Ibiza, in the Spanish archipelago for example immediately brings an active nightlife for a younger age group to mind. Conversely, a bus tour through a European destination might make people think of an older group of travellers.
These days, however, travel has come such a long way, that these stereotypes are being eroded, and people of all ages, all backgrounds and with diverse interests are all travelling to some amazing locations, building their own itineraries.
Not surprisingly, Ireland is a destination that has something for everyone. The easy-going personalities of the Irish make travelling here so easy. The diversity of the country when it comes to natural landscapes, history, culture, food and of course, their famous Guinness and whiskey make it an exciting destination.
Ireland is also perfect for that quick weekend break (if you live in a European location). Its rich landscapes set it up for an epic road trip, either self-drive or on a tour.

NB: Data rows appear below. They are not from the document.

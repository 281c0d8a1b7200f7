//! Append-only conversation log.
//!
//! The log is the single source of truth for what the client renders. A
//! query produces two entries: the user [`Exchange`], appended when the query
//! is submitted, and the assistant [`Exchange`] (answer or diagnostic),
//! appended when that query's request resolves.
//!
//! # Ordering
//!
//! Every submission is issued a [`QueryTicket`] carrying a sequence number
//! and the log's epoch. Resolutions are applied in submission order: a
//! response that arrives before an earlier one is buffered until the earlier
//! one resolves. [`ConversationLog::clear`] bumps the epoch, so tickets issued
//! before the clear resolve as [`Resolution::Stale`] and never touch the log.

use std::collections::BTreeMap;

use crate::models::{Exchange, QueryResponse, Role};

/// Handle for one submitted query, redeemed exactly once on resolution.
#[derive(Debug, Clone, Copy, PartialEq, Eq, Hash)]
pub struct QueryTicket {
    epoch: u64,
    seq: u64,
}

impl QueryTicket {
    pub fn epoch(&self) -> u64 {
        self.epoch
    }

    pub fn seq(&self) -> u64 {
        self.seq
    }
}

/// Outcome of redeeming a [`QueryTicket`].
#[derive(Debug, Clone, Copy, PartialEq, Eq)]
pub enum Resolution {
    /// This many assistant exchanges were appended (the resolved one plus any
    /// later ones that were buffered behind it).
    Appended(usize),
    /// Held until earlier submissions resolve.
    Buffered,
    /// The ticket predates the last clear; the resolution was dropped.
    Stale,
    /// The ticket was already redeemed.
    Duplicate,
}

#[derive(Debug, Default)]
pub struct ConversationLog {
    exchanges: Vec<Exchange>,
    epoch: u64,
    next_seq: u64,
    next_to_append: u64,
    buffered: BTreeMap<u64, Exchange>,
}

impl ConversationLog {
    pub fn new() -> Self {
        Self::default()
    }

    pub fn exchanges(&self) -> &[Exchange] {
        &self.exchanges
    }

    pub fn len(&self) -> usize {
        self.exchanges.len()
    }

    pub fn is_empty(&self) -> bool {
        self.exchanges.is_empty()
    }

    pub fn epoch(&self) -> u64 {
        self.epoch
    }

    /// Number of submitted queries in this epoch still waiting for their
    /// assistant exchange, buffered ones included.
    pub fn outstanding(&self) -> usize {
        (self.next_seq - self.next_to_append) as usize
    }

    pub fn is_awaiting_response(&self) -> bool {
        self.outstanding() > 0
    }

    /// Most recent assistant exchange, if any.
    pub fn last_assistant(&self) -> Option<&Exchange> {
        self.exchanges
            .iter()
            .rev()
            .find(|ex| ex.role == Role::Assistant)
    }

    pub fn append_user_exchange(&mut self, text: impl Into<String>) -> QueryTicket {
        self.exchanges.push(Exchange::user(text));
        let ticket = QueryTicket {
            epoch: self.epoch,
            seq: self.next_seq,
        };
        self.next_seq += 1;
        ticket
    }

    pub fn append_assistant_exchange(
        &mut self,
        ticket: QueryTicket,
        response: QueryResponse,
    ) -> Resolution {
        self.resolve(ticket, Exchange::assistant(response))
    }

    pub fn append_assistant_error(
        &mut self,
        ticket: QueryTicket,
        message: impl Into<String>,
    ) -> Resolution {
        self.resolve(ticket, Exchange::assistant_error(message))
    }

    /// Empty the log and invalidate every outstanding ticket.
    pub fn clear(&mut self) {
        self.exchanges.clear();
        self.buffered.clear();
        self.epoch += 1;
        self.next_to_append = self.next_seq;
    }

    fn resolve(&mut self, ticket: QueryTicket, exchange: Exchange) -> Resolution {
        if ticket.epoch != self.epoch {
            return Resolution::Stale;
        }
        if ticket.seq < self.next_to_append
            || ticket.seq >= self.next_seq
            || self.buffered.contains_key(&ticket.seq)
        {
            return Resolution::Duplicate;
        }

        self.buffered.insert(ticket.seq, exchange);

        let mut appended = 0;
        while let Some(ex) = self.buffered.remove(&self.next_to_append) {
            self.exchanges.push(ex);
            self.next_to_append += 1;
            appended += 1;
        }

        if appended == 0 {
            Resolution::Buffered
        } else {
            Resolution::Appended(appended)
        }
    }
}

It’s also a great place to explore all that nature offers with hikes along cliff tops that offer amazing views and hiking trails for both the fit and not-so-fit.
In 2017, almost 11 million visitors made the trip to Ireland. In 2018, Tourism Ireland is aiming for a 2% growth.

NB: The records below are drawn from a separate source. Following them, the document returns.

//! Terminal rendering of client state.
//!
//! Every function returns a `String` so callers decide where it goes and
//! tests can assert on the exact text. Human output is plain text; `ask
//! --json` uses [`format_ask_json`].

use serde::Serialize;

use qarag_core::conversation::ConversationLog;
use qarag_core::documents::DocumentListing;
use qarag_core::evidence::EvidenceSummary;
use qarag_core::ingestion::{IngestionPhase, StepState};
use qarag_core::models::{Evidence, Exchange, Role};

const BAR_WIDTH: usize = 20;

/// Width of the attached terminal. Without one, `$COLUMNS` or 120.
pub fn terminal_columns() -> u16 {
    match crossterm::terminal::size() {
        Ok((columns, _)) if columns > 0 => columns,
        _ => columns_from_env(std::env::var("COLUMNS").ok().as_deref()),
    }
}

fn columns_from_env(value: Option<&str>) -> u16 {
    value
        .and_then(|c| c.trim().parse::<u16>().ok())
        .filter(|c| *c > 0)
        .unwrap_or(120)
}

fn bar(percent: f64, width: usize) -> String {
    let percent = if percent.is_nan() {
        0.0
    } else {
        percent.clamp(0.0, 100.0)
    };
    let filled = ((percent / 100.0) * width as f64).round() as usize;
    format!("[{}{}]", "=".repeat(filled), " ".repeat(width - filled))
}

pub fn render_documents(listing: &DocumentListing) -> String {
    let mut out = String::from("Doc Repositories\n");
    if listing.is_empty() {
        out.push_str("  No active repositories found\n");
        return out;
    }
    for file in listing.files() {
        out.push_str(&format!("  - {}\n", file));
    }
    out
}

/// The three-step ingestion widget with its fill bar.
pub fn render_ingestion(phase: IngestionPhase) -> String {
    let mut out = String::new();
    for stage in IngestionPhase::STAGES {
        let marker = match phase.step_state(stage) {
            StepState::Pending => " ",
            StepState::Active => "~",
            StepState::Done => "x",
        };
        out.push_str(&format!("  [{}] {}\n", marker, stage.label()));
    }
    out.push_str(&format!(
        "  {} {:.0}%\n",
        bar(phase.fill_percent(), BAR_WIDTH),
        phase.fill_percent()
    ));
    out
}

pub fn render_exchange(exchange: &Exchange) -> String {
    match exchange.role {
        Role::User => format!("you> {}\n", exchange.text),
        Role::Assistant => render_assistant(exchange),
    }
}

fn render_assistant(exchange: &Exchange) -> String {
    let mut out = String::new();
    if exchange.is_error {
        out.push_str(&format!("! {}\n", exchange.text));
        return out;
    }

    let sections = exchange.answer_sections();
    for line in sections.answer.trim_end().lines() {
        out.push_str(&format!("  {}\n", line));
    }
    for trace in sections.traces {
        out.push_str("\n  -- Generation Process --\n");
        for line in trace.trim().lines() {
            out.push_str(&format!("  | {}\n", line));
        }
    }

    if let Some(verification) = &exchange.verification {
        out.push_str("\n  -- Traceability [Grounded] --\n");
        for line in verification.trim().lines() {
            out.push_str(&format!("  {}\n", line));
        }
    }
    out
}

pub fn render_loading(outstanding: usize) -> String {
    if outstanding == 1 {
        "  ... waiting for answer\n".to_string()
    } else {
        format!("  ... waiting for {} answers\n", outstanding)
    }
}

/// The evidence panel for the active evidence set.
pub fn render_evidence_panel(evidence: &[Evidence], precise_threshold: f64) -> String {
    let mut out = String::from("Intelligence Matrix\n");
    if evidence.is_empty() {
        out.push_str("  Waiting for query\n");
        return out;
    }

    let summary = EvidenceSummary::from_evidence(evidence, precise_threshold);
    if let Some(mean) = summary.mean_match_percent {
        out.push_str(&format!(
            "  {} passage(s), {} precise, mean match {:.1}%\n",
            summary.count, summary.precise, mean
        ));
    }

    for ev in evidence {
        out.push('\n');
        out.push_str(&format!(
            "  PASSAGE {} \u{2022} P{}  [{}]\n",
            ev.rank,
            ev.page,
            ev.badge(precise_threshold).label()
        ));
        out.push_str(&format!("  \"{}\"\n", ev.text));
        out.push_str(&format!("  {} ({})\n", ev.filename, ev.status));
        out.push_str(&format!(
            "  Vector Similarity {} {:.1}%\n",
            bar(ev.bar_fill(), BAR_WIDTH),
            ev.match_percent
        ));
    }
    out
}

/// Full log with timestamps and per-turn evidence counts.
pub fn render_history(log: &ConversationLog) -> String {
    if log.is_empty() {
        return "No exchanges yet.\n".to_string();
    }
    let mut out = String::new();
    for (i, ex) in log.exchanges().iter().enumerate() {
        let who = match ex.role {
            Role::User => "user",
            Role::Assistant if ex.is_error => "error",
            Role::Assistant => "assistant",
        };
        let first_line = ex.text.lines().next().unwrap_or_default();
        out.push_str(&format!(
            "{:>3}  {}  {:<9}  {}",
            i + 1,
            ex.created_at.format("%H:%M:%S"),
            who,
            first_line
        ));
        if ex.role == Role::Assistant && !ex.evidence.is_empty() {
            out.push_str(&format!("  ({} passages)", ex.evidence.len()));
        }
        out.push('\n');
    }
    out
}

/// JSON shape printed by `qarag ask --json`.
#[derive(Serialize)]
pub struct AskOutput<'a> {
    pub query: &'a str,
    pub answer: &'a str,
    pub trace: Vec<&'a str>,
    pub verification: Option<&'a str>,
    pub error: bool,
    pub evidence: &'a [Evidence],
}

impl<'a> AskOutput<'a> {
    pub fn new(query: &'a str, exchange: &'a Exchange) -> Self {
        let sections = exchange.answer_sections();
        Self {
            query,
            answer: sections.answer.trim(),
            trace: sections.traces.into_iter().map(str::trim).collect(),
            verification: exchange.verification.as_deref(),
            error: exchange.is_error,
            evidence: &exchange.evidence,
        }
    }
}

pub fn format_ask_json(output: &AskOutput<'_>) -> String {
    serde_json::to_string_pretty(output).unwrap_or_else(|_| "{}".to_string())
}

#[cfg(test)]
mod tests {
    use super::*;
    use qarag_core::display::PanelState;
    use qarag_core::models::QueryResponse;

    fn evidence(rank: u32, match_percent: f64) -> Evidence {
        Evidence {
            rank,
            filename: "contract.pdf".to_string(),
            page: 9,
            text: "Either party may terminate.".to_string(),
            score: match_percent / 100.0,
            match_percent,
            status: "High Match".to_string(),
        }
    }

    #[test]
    fn columns_fallback_when_no_terminal() {
        assert_eq!(columns_from_env(None), 120);
        assert_eq!(columns_from_env(Some("80")), 80);
        assert_eq!(columns_from_env(Some(" 72 ")), 72);
        assert_eq!(columns_from_env(Some("0")), 120);
        assert_eq!(columns_from_env(Some("wide")), 120);
    }

    #[test]
    fn narrow_fallback_width_hides_panel() {
        let mut panel = PanelState::for_width(columns_from_env(Some("80")), 100);
        assert!(!panel.show_evidence());
        panel.on_answer(80);
        assert!(panel.show_evidence());
    }

    #[test]
    fn empty_listing_message() {
        let listing = DocumentListing::new();
        assert!(render_documents(&listing).contains("No active repositories found"));
    }

    #[test]
    fn ingestion_widget_marks_steps() {
        let out = render_ingestion(IngestionPhase::Parsing);
        let lines: Vec<&str> = out.lines().collect();
        assert_eq!(lines[0], "  [x] Upload Stream");
        assert_eq!(lines[1], "  [~] Neural Parsing");
        assert_eq!(lines[2], "  [ ] Vector Mapping");
        assert!(lines[3].ends_with("50%"));

        let done = render_ingestion(IngestionPhase::Complete);
        assert!(done.lines().take(3).all(|l| l.contains("[x]")));
        assert!(done.contains(&"=".repeat(BAR_WIDTH)));
    }

    #[test]
    fn assistant_answer_with_trace_and_verification() {
        let ex = Exchange::assistant(QueryResponse {
            answer: "Section 9 covers termination.\nGeneration Process:\nstep one\nstep two"
                .to_string(),
            evidence: vec![],
            verification: Some("Supported by page 9.".to_string()),
        });
        let out = render_exchange(&ex);
        assert!(out.starts_with("  Section 9 covers termination.\n"));
        assert!(out.contains("-- Generation Process --"));
        assert!(out.contains("  | step one\n  | step two\n"));
        assert!(out.contains("[Grounded]"));
        assert!(out.contains("Supported by page 9."));
    }

    #[test]
    fn error_exchange_is_flagged() {
        let out = render_exchange(&Exchange::assistant_error("backend down"));
        assert_eq!(out, "! backend down\n");
    }

    #[test]
    fn evidence_panel_badges_and_bar() {
        let out = render_evidence_panel(&[evidence(1, 91.0), evidence(2, 60.0)], 85.0);
        assert!(out.contains("PASSAGE 1 \u{2022} P9  [Precise]"));
        assert!(out.contains("PASSAGE 2 \u{2022} P9  [Relevant]"));
        assert!(out.contains("91.0%"));
        assert!(out.contains("2 passage(s), 1 precise, mean match 75.5%"));

        let empty = render_evidence_panel(&[], 85.0);
        assert!(empty.contains("Waiting for query"));
    }

    #[test]
    fn bar_is_clamped() {
        assert_eq!(bar(150.0, 4), "[====]");
        assert_eq!(bar(-5.0, 4), "[    ]");
        assert_eq!(bar(50.0, 4), "[==  ]");
    }

    #[test]
    fn history_lists_turns() {
        let mut log = ConversationLog::new();
        let t = log.append_user_exchange("What is the termination clause?");
        log.append_assistant_exchange(
            t,
            QueryResponse {
                answer: "Section 9.".to_string(),
                evidence: vec![evidence(1, 91.0)],
                verification: None,
            },
        );
        let out = render_history(&log);
        let lines: Vec<&str> = out.lines().collect();
        assert_eq!(lines.len(), 2);
        assert!(lines[0].contains("user"));
        assert!(lines[1].contains("assistant"));
        assert!(lines[1].ends_with("(1 passages)"));
    }

    #[test]
    fn ask_json_shape() {
        let ex = Exchange::assistant(QueryResponse {
            answer: "A.\nGeneration Process:\ntrace".to_string(),
            evidence: vec![evidence(1, 91.0)],
            verification: None,
        });
        let json = format_ask_json(&AskOutput::new("q", &ex));
        let v: serde_json::Value = serde_json::from_str(&json).unwrap();
        assert_eq!(v["answer"], "A.");
        assert_eq!(v["trace"][0], "trace");
        assert_eq!(v["evidence"][0]["match_percent"], 91.0);
        assert_eq!(v["error"], false);
        assert!(v["verification"].is_null());
    }
}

Let’s have a look at some of the key reasons for making Ireland a holiday destination.
The Irish are friendly. They will tell you they are the friendliest in the world. I’m not quite so sure about this, but they are indeed welcoming. I still remember my first visit to Ireland. I was at the Immigration processing area with Stirling. The person who looked at our passports told me that he would let me enter Ireland under one condition. Intrigued, I bought into his game and asked what that might be.
“You see this man here beside you”, he said, pointing to my husband, “wherever you go in Ireland, you must ensure that you allow him to drink as much Guinness as he likes, whenever he likes”. It was an unusual comment, given most of these officials can barely raise a smile when you are with them. However, it was a comment that most definitely brought a smile to our faces, was indicative of the type of people we came across, and a moment I’ve never forgotten.

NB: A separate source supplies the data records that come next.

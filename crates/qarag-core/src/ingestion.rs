//! Ingestion progress state machine.
//!
//! The backend only reports when an upload request finishes, so the client
//! shows intermediate stages on fixed timers instead of real progress:
//!
//! ```text
//!   Idle ──begin──▶ Uploading ──t1──▶ Parsing ──t2──▶ Embedding
//!                       │                │                │
//!                       └──── upload ok ─┴────────────────┴──▶ Complete ──hold──▶ Idle
//!
//!   any active phase ──upload failed──▶ Idle
//! ```
//!
//! The tracker itself owns no timers. It hands out a [`CycleToken`] per
//! ingestion and only accepts transitions carrying the current token, so a
//! timer that fires late (after its cycle failed, completed, or was replaced)
//! is a no-op. Within a cycle the phase never moves backwards.

use std::fmt;
use std::time::Duration;

use thiserror::Error;

/// Displayed ingestion phase. The numeric value is the progress step.
#[derive(Debug, Clone, Copy, Default, PartialEq, Eq, PartialOrd, Ord, Hash)]
pub enum IngestionPhase {
    #[default]
    Idle = 0,
    Uploading = 1,
    Parsing = 2,
    Embedding = 3,
    Complete = 4,
}

impl IngestionPhase {
    /// The three stages shown as steps in the progress widget.
    pub const STAGES: [IngestionPhase; 3] = [
        IngestionPhase::Uploading,
        IngestionPhase::Parsing,
        IngestionPhase::Embedding,
    ];

    pub fn step(self) -> u8 {
        self as u8
    }

    /// Progress bar fill, `step / 4` as a percentage.
    pub fn fill_percent(self) -> f64 {
        f64::from(self.step()) / 4.0 * 100.0
    }

    /// Label used for a stage step in the progress widget.
    pub fn label(self) -> &'static str {
        match self {
            IngestionPhase::Idle => "Idle",
            IngestionPhase::Uploading => "Upload Stream",
            IngestionPhase::Parsing => "Neural Parsing",
            IngestionPhase::Embedding => "Vector Mapping",
            IngestionPhase::Complete => "Complete",
        }
    }

    /// How `stage` should be drawn while the tracker is in `self`.
    pub fn step_state(self, stage: IngestionPhase) -> StepState {
        if self == stage {
            StepState::Active
        } else if self > stage {
            StepState::Done
        } else {
            StepState::Pending
        }
    }
}

impl fmt::Display for IngestionPhase {
    fn fmt(&self, f: &mut fmt::Formatter<'_>) -> fmt::Result {
        let name = match self {
            IngestionPhase::Idle => "idle",
            IngestionPhase::Uploading => "uploading",
            IngestionPhase::Parsing => "parsing",
            IngestionPhase::Embedding => "embedding",
            IngestionPhase::Complete => "complete",
        };
        f.write_str(name)
    }
}

#[derive(Debug, Clone, Copy, PartialEq, Eq)]
pub enum StepState {
    Pending,
    Active,
    Done,
}

/// Identifies one ingestion cycle.
#[derive(Debug, Clone, Copy, PartialEq, Eq, Hash)]
pub struct CycleToken(u64);

impl CycleToken {
    pub fn id(&self) -> u64 {
        self.0
    }
}

/// Returned by [`IngestionTracker::begin`] while a cycle is still active.
#[derive(Debug, Clone, Copy, PartialEq, Eq, Error)]
#[error("an upload is already in progress ({phase})")]
pub struct IngestionBusy {
    pub phase: IngestionPhase,
}

/// Display delays for the timer-driven transitions.
#[derive(Debug, Clone, Copy, PartialEq, Eq)]
pub struct IngestionTimings {
    /// Uploading → Parsing, measured from the start of the cycle.
    pub parsing_after: Duration,
    /// Parsing → Embedding, also measured from the start of the cycle.
    pub embedding_after: Duration,
    /// How long Complete stays on screen before returning to Idle.
    pub complete_hold: Duration,
}

impl Default for IngestionTimings {
    fn default() -> Self {
        Self {
            parsing_after: Duration::from_secs(2),
            embedding_after: Duration::from_secs(5),
            complete_hold: Duration::from_secs(2),
        }
    }
}

#[derive(Debug, Default)]
pub struct IngestionTracker {
    phase: IngestionPhase,
    current: Option<u64>,
    next_cycle: u64,
}

impl IngestionTracker {
    pub fn new() -> Self {
        Self::default()
    }

    pub fn phase(&self) -> IngestionPhase {
        self.phase
    }

    pub fn is_active(&self) -> bool {
        self.phase != IngestionPhase::Idle
    }

    pub fn current_cycle(&self) -> Option<CycleToken> {
        self.current.map(CycleToken)
    }

    /// Start a cycle in [`IngestionPhase::Uploading`].
    ///
    /// Rejected while any cycle is active, including during the Complete hold.
    pub fn begin(&mut self) -> Result<CycleToken, IngestionBusy> {
        if self.is_active() {
            return Err(IngestionBusy { phase: self.phase });
        }
        let id = self.next_cycle;
        self.next_cycle += 1;
        self.current = Some(id);
        self.phase = IngestionPhase::Uploading;
        Ok(CycleToken(id))
    }

    /// Timer-driven move to Parsing or Embedding.
    ///
    /// Returns the new phase, or `None` if the token is stale, the target is
    /// not a timer stage, or the tracker is already at or past the target.
    pub fn advance(
        &mut self,
        token: CycleToken,
        target: IngestionPhase,
    ) -> Option<IngestionPhase> {
        if !self.owns(token) {
            return None;
        }
        if !matches!(target, IngestionPhase::Parsing | IngestionPhase::Embedding) {
            return None;
        }
        if target <= self.phase {
            return None;
        }
        self.phase = target;
        Some(target)
    }

    /// The upload request succeeded.
    pub fn complete(&mut self, token: CycleToken) -> Option<IngestionPhase> {
        if !self.owns(token) || self.phase == IngestionPhase::Complete {
            return None;
        }
        self.phase = IngestionPhase::Complete;
        Some(IngestionPhase::Complete)
    }

    /// The upload request failed: back to Idle immediately.
    pub fn fail(&mut self, token: CycleToken) -> Option<IngestionPhase> {
        if !self.owns(token) {
            return None;
        }
        self.reset();
        Some(IngestionPhase::Idle)
    }

    /// The Complete display hold elapsed.
    pub fn finish(&mut self, token: CycleToken) -> Option<IngestionPhase> {
        if !self.owns(token) || self.phase != IngestionPhase::Complete {
            return None;
        }
        self.reset();
        Some(IngestionPhase::Idle)
    }

    fn owns(&self, token: CycleToken) -> bool {
        self.current == Some(token.0) && self.is_active()
    }

    fn reset(&mut self) {
        self.phase = IngestionPhase::Idle;
        self.current = None;
    }
}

The Irish love to joke and love to have a good time and it’s very easy to get caught up in it all.
As an island in the middle of the North Atlantic, there are plenty of opportunities to explore the breathtaking scenery that the coastline provides. Locations such as the Wild Atlantic Way, on the Irish west coast, is fast becoming a “must-do” on any visit you make to this country. Magnificent cliffs that drop away to the ocean, inlets and bays where the weather seems a little less wild, and small towns and villages to pop into along the way.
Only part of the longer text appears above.